Thessalonique : Après environ 20 ans de travaux, le métro est en service. Les trains sans conducteur réduisent le trafic et la pollution, et les stations exposent les artefacts anciens découverts lors des travaux. Le projet de 3 milliards d'euros a été réalisé grâce au soutien de l'UE et de la BEI.
Thessalonique, parfois baptisée « Paris de la Grèce du Nord », est une ville célèbre pour son riche patrimoine, sa nourriture incroyable et sa vie nocturne animée. Mais pendant bien trop longtemps, elle était également connue pour autre chose : des embouteillages épiques. L'ensemble du centre-ville, où vivent 320 000 personnes, est coincé entre un golfe et les collines, créant un goulot d'étranglement massif. Et toutes ces voitures avançant au ralenti produisaient l'une des pires pollutions de l'air de l'ensemble de l'Union européenne.
Quelque chose devait changer. Et récemment, cela a finalement été le cas.
À la fin de 2024, après deux décennies de construction incroyablement complexe, Thessalonique a dévoilé sa toute première ligne de métro. C'est un système souterrain rapide et ultra-moderne qui transforme la vie des habitants comme Marina Argyrou, une employée de la compagnie de métro qui vit dans une banlieue mais doit souvent se rendre à l'entreprise de sa famille dans le centre-ville. Avant le métro, Marina devait conduire, et le trafic était douloureusement lent, ce qui lui prenait souvent une demi-heure ou plus, sans compter le temps pour trouver une place de parking, qui était un véritable défi. Maintenant, elle peut atteindre sa destination en seulement 15 minutes.

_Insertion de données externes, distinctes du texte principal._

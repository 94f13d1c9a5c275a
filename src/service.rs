//! The orchestrator: cache, then sources in priority order, then synthetic data

use chrono::Utc;
use futures::future::{BoxFuture, FutureExt, Shared};
use std::collections::HashMap;
use std::sync::{Arc, Mutex, PoisonError};
use std::time::Duration;
use tokio::time::Instant;
use tracing::{debug, info, instrument, warn};

use crate::core::cache::cache_key;
use crate::core::config::{DataServiceConfig, TtlConfig};
use crate::core::error::{DataError, FetchError};
use crate::core::quality::{QualityScore, QualityScorer};
use crate::core::request::{DataRequest, Interval, Period, RequestClass, Symbol};
use crate::core::series::{FetchResult, SeriesPoint};
use crate::core::source::{SeriesSource, SourceId};
use crate::core::validate::Validator;
use crate::providers::limiter::RateLimiter;
use crate::providers::synthetic::SyntheticGenerator;
use crate::providers::util::{AttemptPolicy, fetch_with_policy};
use crate::providers::source_for;
use crate::store::CacheStore;

type InFlight = Shared<BoxFuture<'static, Option<Arc<FetchResult>>>>;

/// A series together with its trust signals.
#[derive(Debug, Clone, PartialEq)]
pub struct SeriesResponse {
    pub series: Arc<FetchResult>,
    pub quality: QualityScore,
    /// Served from cache rather than fetched for this call.
    pub cached: bool,
}

impl SeriesResponse {
    pub fn points(&self) -> &[SeriesPoint] {
        &self.series.points
    }

    pub fn source_id(&self) -> SourceId {
        self.series.source_id
    }

    pub fn degraded(&self) -> bool {
        self.series.degraded
    }
}

#[derive(Debug, Clone, PartialEq)]
pub struct QuoteResponse {
    pub symbol: Symbol,
    pub point: SeriesPoint,
    pub source_id: SourceId,
    pub degraded: bool,
    pub quality: QualityScore,
}

struct SourceSlot {
    source: Arc<dyn SeriesSource>,
    timeout: Duration,
}

struct ServiceInner {
    cache: Arc<CacheStore>,
    limiter: Arc<RateLimiter>,
    sources: Vec<SourceSlot>,
    scorer: QualityScorer,
    synthetic: SyntheticGenerator,
    ttl: TtlConfig,
    bucket: chrono::Duration,
    network_retries: u32,
    in_flight: Mutex<HashMap<String, InFlight>>,
}

impl ServiceInner {
    /// Walks the sources in order; the first validated result is cached and returned.
    async fn fetch_from_sources(
        &self,
        key: &str,
        request: &DataRequest,
        class: RequestClass,
        deadline: Option<Instant>,
    ) -> Option<Arc<FetchResult>> {
        let validator = Validator::new(request.interval());

        for slot in &self.sources {
            let id = slot.source.id();
            if deadline.is_some_and(|d| Instant::now() >= d) {
                warn!(source = %id, "Deadline passed, skipping remaining sources");
                break;
            }

            let policy = AttemptPolicy {
                timeout: slot.timeout,
                network_retries: self.network_retries,
                deadline,
            };
            let outcome = fetch_with_policy(slot.source.as_ref(), &self.limiter, request, &policy)
                .await
                .and_then(|result| validator.check(&result).map(|()| result));

            match outcome {
                Ok(result) => {
                    info!(source = %id, points = result.points.len(), "Fetched series");
                    let series = Arc::new(result);
                    self.cache
                        .put(key, Arc::clone(&series), self.ttl.for_class(class))
                        .await;
                    return Some(series);
                }
                Err(FetchError::Cancelled) => {
                    warn!(source = %id, "Deadline exceeded during fetch");
                    break;
                }
                Err(e) => warn!(source = %id, error = %e, "Source failed, trying next"),
            }
        }

        warn!(
            symbol = %request.symbol(),
            error = %FetchError::AllSourcesExhausted,
            "Falling back to synthetic data"
        );
        None
    }
}

/// Entry point for consumers. Cheap to clone; clones share cache, limiter and in-flight state.
#[derive(Clone)]
pub struct DataService {
    inner: Arc<ServiceInner>,
}

impl DataService {
    /// Builds a service over explicit sources, tried in the order given.
    pub fn new(
        config: &DataServiceConfig,
        cache: Arc<CacheStore>,
        sources: Vec<Arc<dyn SeriesSource>>,
    ) -> Self {
        let limiter = Arc::new(RateLimiter::from_config(config));
        Self::with_limiter(config, cache, sources, limiter)
    }

    /// Like [`new`](Self::new), but fetches through `limiter`, which the
    /// sources may also hold.
    pub fn with_limiter(
        config: &DataServiceConfig,
        cache: Arc<CacheStore>,
        sources: Vec<Arc<dyn SeriesSource>>,
        limiter: Arc<RateLimiter>,
    ) -> Self {
        let sources = sources
            .into_iter()
            .map(|source| {
                let timeout = config
                    .sources
                    .get(source.id())
                    .map_or(Duration::from_secs(10), |s| s.timeout());
                SourceSlot { source, timeout }
            })
            .collect();

        DataService {
            inner: Arc::new(ServiceInner {
                cache,
                limiter,
                sources,
                scorer: QualityScorer::new(config.quality.clone()),
                synthetic: SyntheticGenerator::new(config.synthetic.clone()),
                ttl: config.cache.ttl.clone(),
                bucket: config.cache.bucket(),
                network_retries: config.retry.network_retries,
                in_flight: Mutex::new(HashMap::new()),
            }),
        }
    }

    /// Builds the cache and the enabled adapters from configuration.
    pub fn from_config(config: &DataServiceConfig) -> Self {
        let cache = Arc::new(CacheStore::from_config(config));
        let limiter = Arc::new(RateLimiter::from_config(config));
        let sources = config
            .ordered_sources()
            .into_iter()
            .filter_map(|id| source_for(id, config, &limiter))
            .collect();
        Self::with_limiter(config, cache, sources, limiter)
    }

    pub fn cache(&self) -> &CacheStore {
        &self.inner.cache
    }

    pub fn limiter(&self) -> &RateLimiter {
        &self.inner.limiter
    }

    pub async fn get_series(
        &self,
        symbol: &str,
        period: &str,
        interval: &str,
    ) -> Result<SeriesResponse, DataError> {
        let request = DataRequest::parse(symbol, period, interval)?;
        Ok(self.get_series_for(&request).await)
    }

    #[instrument(
        skip(self, request),
        fields(
            symbol = %request.symbol(),
            period = %request.period(),
            interval = %request.interval()
        )
    )]
    pub async fn get_series_for(&self, request: &DataRequest) -> SeriesResponse {
        self.resolve(request, request.class(), None).await
    }

    /// Like [`get_series_for`](Self::get_series_for), but gives up on the
    /// network at `deadline` and answers with synthetic data instead.
    #[instrument(skip(self, request), fields(symbol = %request.symbol()))]
    pub async fn get_series_with_deadline(
        &self,
        request: &DataRequest,
        deadline: Instant,
    ) -> SeriesResponse {
        self.resolve(request, request.class(), Some(deadline)).await
    }

    /// Latest bar for `symbol`, cached with the short quote TTL.
    pub async fn get_quote(&self, symbol: &str) -> Result<QuoteResponse, DataError> {
        let request = DataRequest::new(
            Symbol::parse(symbol)?,
            Period::FiveDays,
            Interval::Daily,
            Utc::now(),
        )?;
        let response = self.resolve(&request, RequestClass::Quote, None).await;
        let Some(point) = response.series.last_point().copied() else {
            warn!(symbol = %request.symbol(), "Empty quote series, using a synthetic bar");
            return Ok(self.synthetic_quote(&request));
        };

        Ok(QuoteResponse {
            symbol: request.symbol().clone(),
            point,
            source_id: response.source_id(),
            degraded: response.degraded(),
            quality: response.quality,
        })
    }

    fn synthetic_quote(&self, request: &DataRequest) -> QuoteResponse {
        let point = self.inner.synthetic.last_bar(request);
        let series = Arc::new(FetchResult::new(vec![point], SourceId::Synthetic, Utc::now()));
        let response = self.respond(series, request, false);
        QuoteResponse {
            symbol: request.symbol().clone(),
            point,
            source_id: SourceId::Synthetic,
            degraded: true,
            quality: response.quality,
        }
    }

    /// Drops every cached series for `symbol`.
    pub async fn invalidate_cache(&self, symbol: &str) -> Result<usize, DataError> {
        let symbol = Symbol::parse(symbol)?;
        Ok(self.inner.cache.invalidate_symbol(symbol.as_str()).await)
    }

    pub async fn clear_cache(&self) {
        self.inner.cache.clear().await
    }

    async fn resolve(
        &self,
        request: &DataRequest,
        class: RequestClass,
        deadline: Option<Instant>,
    ) -> SeriesResponse {
        let inner = &self.inner;
        let key = cache_key(request, class, inner.bucket);

        if let Some(series) = inner.cache.get(&key).await {
            return self.respond(series, request, true);
        }

        let fetched = match deadline {
            Some(deadline) => inner.fetch_from_sources(&key, request, class, Some(deadline)).await,
            None => self.fetch_coalesced(key, request, class).await,
        };

        match fetched {
            Some(series) => self.respond(series, request, false),
            None => self.respond(Arc::new(inner.synthetic.generate(request)), request, false),
        }
    }

    /// Shares one upstream walk between concurrent misses on the same key.
    async fn fetch_coalesced(
        &self,
        key: String,
        request: &DataRequest,
        class: RequestClass,
    ) -> Option<Arc<FetchResult>> {
        let shared = {
            let mut in_flight = self
                .inner
                .in_flight
                .lock()
                .unwrap_or_else(PoisonError::into_inner);
            match in_flight.get(&key) {
                Some(existing) => {
                    debug!(key = %key, "Joining in-flight fetch");
                    existing.clone()
                }
                None => {
                    let inner = Arc::clone(&self.inner);
                    let request = request.clone();
                    let owned_key = key.clone();
                    let fetch = async move {
                        let outcome = inner
                            .fetch_from_sources(&owned_key, &request, class, None)
                            .await;
                        inner
                            .in_flight
                            .lock()
                            .unwrap_or_else(PoisonError::into_inner)
                            .remove(&owned_key);
                        outcome
                    }
                    .boxed()
                    .shared();
                    in_flight.insert(key, fetch.clone());
                    fetch
                }
            }
        };
        shared.await
    }

    fn respond(
        &self,
        series: Arc<FetchResult>,
        request: &DataRequest,
        cached: bool,
    ) -> SeriesResponse {
        let quality = self
            .inner
            .scorer
            .score(&series, request.expected_points(), Utc::now());
        SeriesResponse {
            series,
            quality,
            cached,
        }
    }
}
// SPDX-License-Identifier: MIT OR Apache-2.0
//! Binding of curves to the attribute they animate.

use serde::{Deserialize, Serialize};
use uuid::Uuid;

/// Identifier of an animated object
#[derive(Debug, Clone, Copy, PartialEq, Eq, Hash, Serialize, Deserialize)]
pub struct ObjectId(pub Uuid);

impl ObjectId {
    /// Create a new random object ID
    pub fn new() -> Self {
        Self(Uuid::new_v4())
    }
}

impl Default for ObjectId {
    fn default() -> Self {
        Self::new()
    }
}

/// Binding of a curve to an object attribute
#[derive(Debug, Clone, PartialEq, Eq, Serialize, Deserialize)]
pub struct CurveBinding {
    /// Owning object
    pub object: ObjectId,
    /// Attribute name on the object
    pub attribute: String,
}

impl CurveBinding {
    /// Create a binding to an object attribute
    pub fn new(object: ObjectId, attribute: impl Into<String>) -> Self {
        Self {
            object,
            attribute: attribute.into(),
        }
    }
}
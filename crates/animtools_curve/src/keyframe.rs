// SPDX-License-Identifier: MIT OR Apache-2.0
//! Keyframe definitions for animation curves.

use serde::{Deserialize, Serialize};

/// Tangent type on one side of a keyframe
#[derive(Debug, Clone, Copy, PartialEq, Eq, Hash, Serialize, Deserialize)]
#[derive(Default)]
pub enum TangentType {
    /// Fixed angle and weight set by the animator
    Fixed,
    /// Straight line towards the neighbouring key
    Linear,
    /// Horizontal tangent
    Flat,
    /// Hold the value until the next key
    Step,
    /// Smooth spline through the neighbouring keys
    Spline,
    /// Use the host's global default
    #[default]
    Global,
}

impl TangentType {
    /// Get the display name
    pub fn name(&self) -> &'static str {
        match self {
            Self::Fixed => "Fixed",
            Self::Linear => "Linear",
            Self::Flat => "Flat",
            Self::Step => "Step",
            Self::Spline => "Spline",
            Self::Global => "Global",
        }
    }
}

/// Side of a keyframe a tangent belongs to
#[derive(Debug, Clone, Copy, PartialEq, Eq, Hash, Serialize, Deserialize)]
pub enum TangentSide {
    /// Tangent entering the key
    In,
    /// Tangent leaving the key
    Out,
}

/// A keyframe on a curve
#[derive(Debug, Clone, PartialEq, Serialize, Deserialize)]
pub struct Keyframe {
    /// Time in the curve's time unit (frames)
    pub time: f64,
    /// Value at this keyframe
    pub value: f64,
    /// In-tangent type
    pub in_tangent_type: TangentType,
    /// Out-tangent type
    pub out_tangent_type: TangentType,
    /// In-tangent angle in radians
    pub in_angle: f64,
    /// Out-tangent angle in radians
    pub out_angle: f64,
    /// In-tangent weight
    pub in_weight: f64,
    /// Out-tangent weight
    pub out_weight: f64,
    /// In and out tangents move together
    pub tangents_locked: bool,
    /// In and out weights move together
    pub weights_locked: bool,
    /// Breakdown marker used by timeline display
    pub special_marker: bool,
}

impl Keyframe {
    /// Create a new keyframe with global tangents
    pub fn new(time: f64, value: f64) -> Self {
        Self {
            time,
            value,
            in_tangent_type: TangentType::Global,
            out_tangent_type: TangentType::Global,
            in_angle: 0.0,
            out_angle: 0.0,
            in_weight: 1.0,
            out_weight: 1.0,
            tangents_locked: true,
            weights_locked: true,
            special_marker: false,
        }
    }

    /// Set the tangent types
    pub fn with_tangent_types(mut self, in_type: TangentType, out_type: TangentType) -> Self {
        self.in_tangent_type = in_type;
        self.out_tangent_type = out_type;
        self
    }

    /// Set the tangent angles (radians)
    pub fn with_angles(mut self, in_angle: f64, out_angle: f64) -> Self {
        self.in_angle = in_angle;
        self.out_angle = out_angle;
        self
    }

    /// Set the tangent weights
    pub fn with_weights(mut self, in_weight: f64, out_weight: f64) -> Self {
        self.in_weight = in_weight;
        self.out_weight = out_weight;
        self
    }

    /// Set the tangent and weight locks
    pub fn with_locks(mut self, tangents_locked: bool, weights_locked: bool) -> Self {
        self.tangents_locked = tangents_locked;
        self.weights_locked = weights_locked;
        self
    }

    /// Set the breakdown marker
    pub fn with_special_marker(mut self, special: bool) -> Self {
        self.special_marker = special;
        self
    }

    /// Set the tangent type on both sides
    pub fn set_tangent_types(&mut self, tangent_type: TangentType) {
        self.in_tangent_type = tangent_type;
        self.out_tangent_type = tangent_type;
    }

    /// Set a tangent angle.
    ///
    /// Locked tangents mirror the angle to the other side.
    pub fn set_angle(&mut self, side: TangentSide, angle: f64) {
        if self.tangents_locked {
            self.in_angle = angle;
            self.out_angle = angle;
            return;
        }
        match side {
            TangentSide::In => self.in_angle = angle,
            TangentSide::Out => self.out_angle = angle,
        }
    }

    /// Set a tangent weight.
    ///
    /// Locked weights mirror the weight to the other side.
    pub fn set_weight(&mut self, side: TangentSide, weight: f64) {
        if self.weights_locked {
            self.in_weight = weight;
            self.out_weight = weight;
            return;
        }
        match side {
            TangentSide::In => self.in_weight = weight,
            TangentSide::Out => self.out_weight = weight,
        }
    }

    /// Run `edit` with both locks cleared, restoring them afterwards
    pub fn with_unlocked<R>(&mut self, edit: impl FnOnce(&mut Self) -> R) -> R {
        let tangents_locked = std::mem::replace(&mut self.tangents_locked, false);
        let weights_locked = std::mem::replace(&mut self.weights_locked, false);
        let result = edit(self);
        self.tangents_locked = tangents_locked;
        self.weights_locked = weights_locked;
        result
    }

    /// Replace the breakdown marker, returning the previous value
    pub fn replace_special_marker(&mut self, special: bool) -> bool {
        std::mem::replace(&mut self.special_marker, special)
    }
}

La ligne principale s'étend sur plus de 10 kilomètres, avec actuellement 13 stations à la pointe de la technologie reliées par des trains rapides fabriqués en Italie. Ces trains fonctionnent sans conducteur. Les portes s'ouvrent et se ferment automatiquement, parfaitement synchronisées avec les portes des quais pour une sécurité maximale. Les trains parcourent leurs itinéraires en totale autonomie, transportant près de 20 000 passagers par heure dans chaque direction.
Le cerveau de tout cela est le centre de contrôle des opérations, où chaque mouvement dans le métro est surveillé et contrôlé en temps réel.
Des villes comme Copenhague disposent de systèmes similaires, mais pour la Grèce, c'est un projet sans précédent. Les avantages sont évidents : une flexibilité bien plus grande, une meilleure sécurité, un respect parfait des horaires et une efficacité globale accrue. Et si au début certains passagers étaient nerveux à l'idée de voyager dans des trains sans conducteur, ils s'y sont rapidement habitués.
Mais construire le métro du futur impliquait de fouiller dans le passé, littéralement. Le sol de Thessalonique regorge de trésors archéologiques inestimables. Pour les préserver, les tunnels ont dû être creusés beaucoup plus profondément que prévu initialement, et la conception de plusieurs stations a été modifiée au cours du processus. La construction est devenue la plus grande fouille archéologique de Grèce du Nord, révélant plus de 300 000 artefacts. Aujourd'hui, certaines stations font également office de musées souterrains uniques.
Mais ce travail minutieux a eu un coût : des retards et des dépassements de budget, aggravés par les difficultés financières de la Grèce et les défis administratifs. Au final, il a fallu plus de 3 milliards d'euros d'investissement et deux décennies de travaux pour l'achever.
Les coûts totaux ayant atteint 3 milliards d'euros et le projet risquant de perdre son soutien en raison de l'augmentation des coûts et de la complexité, l'UE est intervenue, fournissant plus d'1 milliard d'euros provenant de ses fonds de la politique de cohésion, tandis que la Banque européenne d'investissement (BEI) ajoutait des centaines de millions d’euros en prêts.
Et ce n'est qu'un début. Ces 13 premières stations ne constituent que la première phase. La ligne principale est sur le point d'être prolongée, avec d'autres projets visant à atteindre davantage de banlieues, stimulant ainsi la croissance économique, créant des emplois et attirant des touristes pour explorer les musées et galeries souterrains, tous accessibles avec un simple billet de métro.